## What to do
Starting at the line that holds "one stock cell" and stopping at the line that holds "pub fn cell(&self, inventory_id: Uuid)", restate the records below word for word, with both of those lines included.

'''

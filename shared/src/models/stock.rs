//! Stock cell arithmetic, line items and audit reasons

use serde::{Deserialize, Serialize};
use thiserror::Error;
use uuid::Uuid;

use crate::types::CellKey;

/// A requested change to one stock cell
#[derive(Debug, Clone, Copy, PartialEq, Eq, Serialize, Deserialize)]
#[serde(tag = "type", content = "value", rename_all = "snake_case")]
pub enum StockChange {
    /// Relative change used by production, transfers and receipts
    Delta(i32),
    /// Overwrite used by the manual stock editor
    Absolute(i32),
}

/// Errors from stock arithmetic
#[derive(Debug, Clone, PartialEq, Eq, Error)]
pub enum StockError {
    #[error("Insufficient stock: {available} available, {requested} requested")]
    Insufficient { available: i32, requested: i32 },

    #[error("Stock quantity cannot be set to {0}")]
    NegativeQuantity(i32),

    #[error("Stock quantity out of range")]
    Overflow,
}

impl StockChange {
    /// Compute the new cell quantity from the current one.
    ///
    /// The result is never negative: a delta that would take the cell below
    /// zero yields `Insufficient`, a negative absolute value yields
    /// `NegativeQuantity`.
    pub fn apply(self, current: i32) -> Result<i32, StockError> {
        match self {
            StockChange::Delta(delta) => {
                let new = current.checked_add(delta).ok_or(StockError::Overflow)?;
                if new < 0 {
                    return Err(StockError::Insufficient {
                        available: current,
                        requested: delta.saturating_neg(),
                    });
                }
                Ok(new)
            }
            StockChange::Absolute(value) => {
                if value < 0 {
                    return Err(StockError::NegativeQuantity(value));
                }
                Ok(value)
            }
        }
    }
}

/// SKU and quantity, without batch (PO items, batch production items)
#[derive(Debug, Clone, Copy, PartialEq, Eq, Serialize, Deserialize)]
pub struct RequestLine {
    pub sku_id: Uuid,
    pub quantity: i32,
}

/// Batch-level line item (TO and RO items)
#[derive(Debug, Clone, Copy, PartialEq, Eq, Serialize, Deserialize)]
pub struct StockLine {
    pub sku_id: Uuid,
    pub batch_id: Uuid,
    pub quantity: i32,
}

impl StockLine {
    pub fn cell(&self, inventory_id: Uuid) -> CellKey {
        CellKey::new(inventory_id, self.sku_id, self.batch_id)
    }
}

/// One line that cannot be covered by the stock on hand
#[derive(Debug, Clone, PartialEq, Eq, Serialize, Deserialize)]
pub struct Shortage {
    pub inventory_id: Uuid,
    pub sku_id: Uuid,
    pub batch_id: Uuid,
    pub requested: i32,
    pub available: i32,
}

impl std::fmt::Display for Shortage {
    fn fmt(&self, f: &mut std::fmt::Formatter<'_>) -> std::fmt::Result {
        write!(
            f,
            "sku {} batch {}: {} requested, {} available",
            self.sku_id, self.batch_id, self.requested, self.available
        )
    }
}

/// Check every dispatch line against the stock at the sending inventory and
/// return the planned decrements, or every line that is short.
///
/// Nothing is planned unless all lines are covered.
pub fn plan_dispatch<F>(
    sending_inventory: Uuid,
    lines: &[StockLine],
    available: F,
) -> Result<Vec<(CellKey, StockChange)>, Vec<Shortage>>
where
    F: Fn(&CellKey) -> i32,
{
    let shortages: Vec<Shortage> = lines
        .iter()
        .filter_map(|line| {
            let key = line.cell(sending_inventory);
            let on_hand = available(&key);
            (on_hand < line.quantity).then(|| Shortage {
                inventory_id: sending_inventory,
                sku_id: line.sku_id,
                batch_id: line.batch_id,
                requested: line.quantity,
                available: on_hand,
            })
        })
        .collect();

    if !shortages.is_empty() {
        return Err(shortages);
    }

    Ok(lines
        .iter()
        .map(|line| (line.cell(sending_inventory), StockChange::Delta(-line.quantity)))
        .collect())
}

/// Planned increments at the receiving inventory
pub fn plan_receipt(receiving_inventory: Uuid, lines: &[StockLine]) -> Vec<(CellKey, StockChange)> {
    lines
        .iter()
        .map(|line| (line.cell(receiving_inventory), StockChange::Delta(line.quantity)))
        .collect()
}

/// One batch row in a per-SKU stock view
#[derive(Debug, Clone, PartialEq, Eq, Serialize, Deserialize)]
pub struct StockLevel {
    pub sku_id: Uuid,
    pub sku_code: String,
    pub sku_name: String,
    pub batch_id: Uuid,
    pub batch_code: String,
    pub quantity: i32,
}

/// Batch quantity within a SKU group
#[derive(Debug, Clone, PartialEq, Eq, Serialize, Deserialize)]
pub struct BatchStock {
    pub batch_id: Uuid,
    pub batch_code: String,
    pub quantity: i32,
}

/// Stock of one SKU at one inventory, split by batch
#[derive(Debug, Clone, PartialEq, Eq, Serialize, Deserialize)]
pub struct SkuStock {
    pub sku_id: Uuid,
    pub sku_code: String,
    pub sku_name: String,
    pub total_quantity: i64,
    pub batches: Vec<BatchStock>,
}

/// Group batch cells per SKU, dropping empty cells, ordered by SKU code then
/// batch code
pub fn group_by_sku(mut levels: Vec<StockLevel>) -> Vec<SkuStock> {
    levels.retain(|l| l.quantity > 0);
    levels.sort_by(|a, b| {
        a.sku_code
            .cmp(&b.sku_code)
            .then_with(|| a.batch_code.cmp(&b.batch_code))
    });

    let mut grouped: Vec<SkuStock> = Vec::new();
    for level in levels {
        let batch = BatchStock {
            batch_id: level.batch_id,
            batch_code: level.batch_code,
            quantity: level.quantity,
        };
        match grouped.last_mut() {
            Some(group) if group.sku_id == level.sku_id => {
                group.total_quantity += i64::from(batch.quantity);
                group.batches.push(batch);
            }
            _ => grouped.push(SkuStock {
                sku_id: level.sku_id,
                sku_code: level.sku_code,
                sku_name: level.sku_name,
                total_quantity: i64::from(batch.quantity),
                batches: vec![batch],
            }),
        }
    }
    grouped
}

/// History reason for stock created by production
pub fn production_reason(batch_code: &str) -> String {
    format!("Production batch {} created", batch_code)
}

/// History reason for stock leaving the sender on a transfer
pub fn transfer_sent_reason(to_number: &str) -> String {
    format!("Transfer Order {} (sent out)", to_number)
}

/// History reason for stock accepted against a transfer order
pub fn receive_from_transfer_reason(ro_number: &str) -> String {
    format!("Receive Order {} from Transfer Order", ro_number)
}

/// History reason for stock accepted without a transfer order
pub fn manual_receipt_reason(ro_number: &str) -> String {
    format!("Receive Order {} (manual receipt)", ro_number)
}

'''

## Completed exercise
/// A requested change to one stock cell
#[derive(Debug, Clone, Copy, PartialEq, Eq, Serialize, Deserialize)]
#[serde(tag = "type", content = "value", rename_all = "snake_case")]
pub enum StockChange {
    /// Relative change used by production, transfers and receipts
    Delta(i32),
    /// Overwrite used by the manual stock editor
    Absolute(i32),
}

/// Errors from stock arithmetic
#[derive(Debug, Clone, PartialEq, Eq, Error)]
pub enum StockError {
    #[error("Insufficient stock: {available} available, {requested} requested")]
    Insufficient { available: i32, requested: i32 },

    #[error("Stock quantity cannot be set to {0}")]
    NegativeQuantity(i32),

    #[error("Stock quantity out of range")]
    Overflow,
}

impl StockChange {
    /// Compute the new cell quantity from the current one.
    ///
    /// The result is never negative: a delta that would take the cell below
    /// zero yields `Insufficient`, a negative absolute value yields
    /// `NegativeQuantity`.
    pub fn apply(self, current: i32) -> Result<i32, StockError> {
        match self {
            StockChange::Delta(delta) => {
                let new = current.checked_add(delta).ok_or(StockError::Overflow)?;
                if new < 0 {
                    return Err(StockError::Insufficient {
                        available: current,
                        requested: delta.saturating_neg(),
                    });
                }
                Ok(new)
            }
            StockChange::Absolute(value) => {
                if value < 0 {
                    return Err(StockError::NegativeQuantity(value));
                }
                Ok(value)
            }
        }
    }
}

/// SKU and quantity, without batch (PO items, batch production items)
#[derive(Debug, Clone, Copy, PartialEq, Eq, Serialize, Deserialize)]
pub struct RequestLine {
    pub sku_id: Uuid,
    pub quantity: i32,
}

/// Batch-level line item (TO and RO items)
#[derive(Debug, Clone, Copy, PartialEq, Eq, Serialize, Deserialize)]
pub struct StockLine {
    pub sku_id: Uuid,
    pub batch_id: Uuid,
    pub quantity: i32,
}

impl StockLine {
    pub fn cell(&self, inventory_id: Uuid) -> CellKey {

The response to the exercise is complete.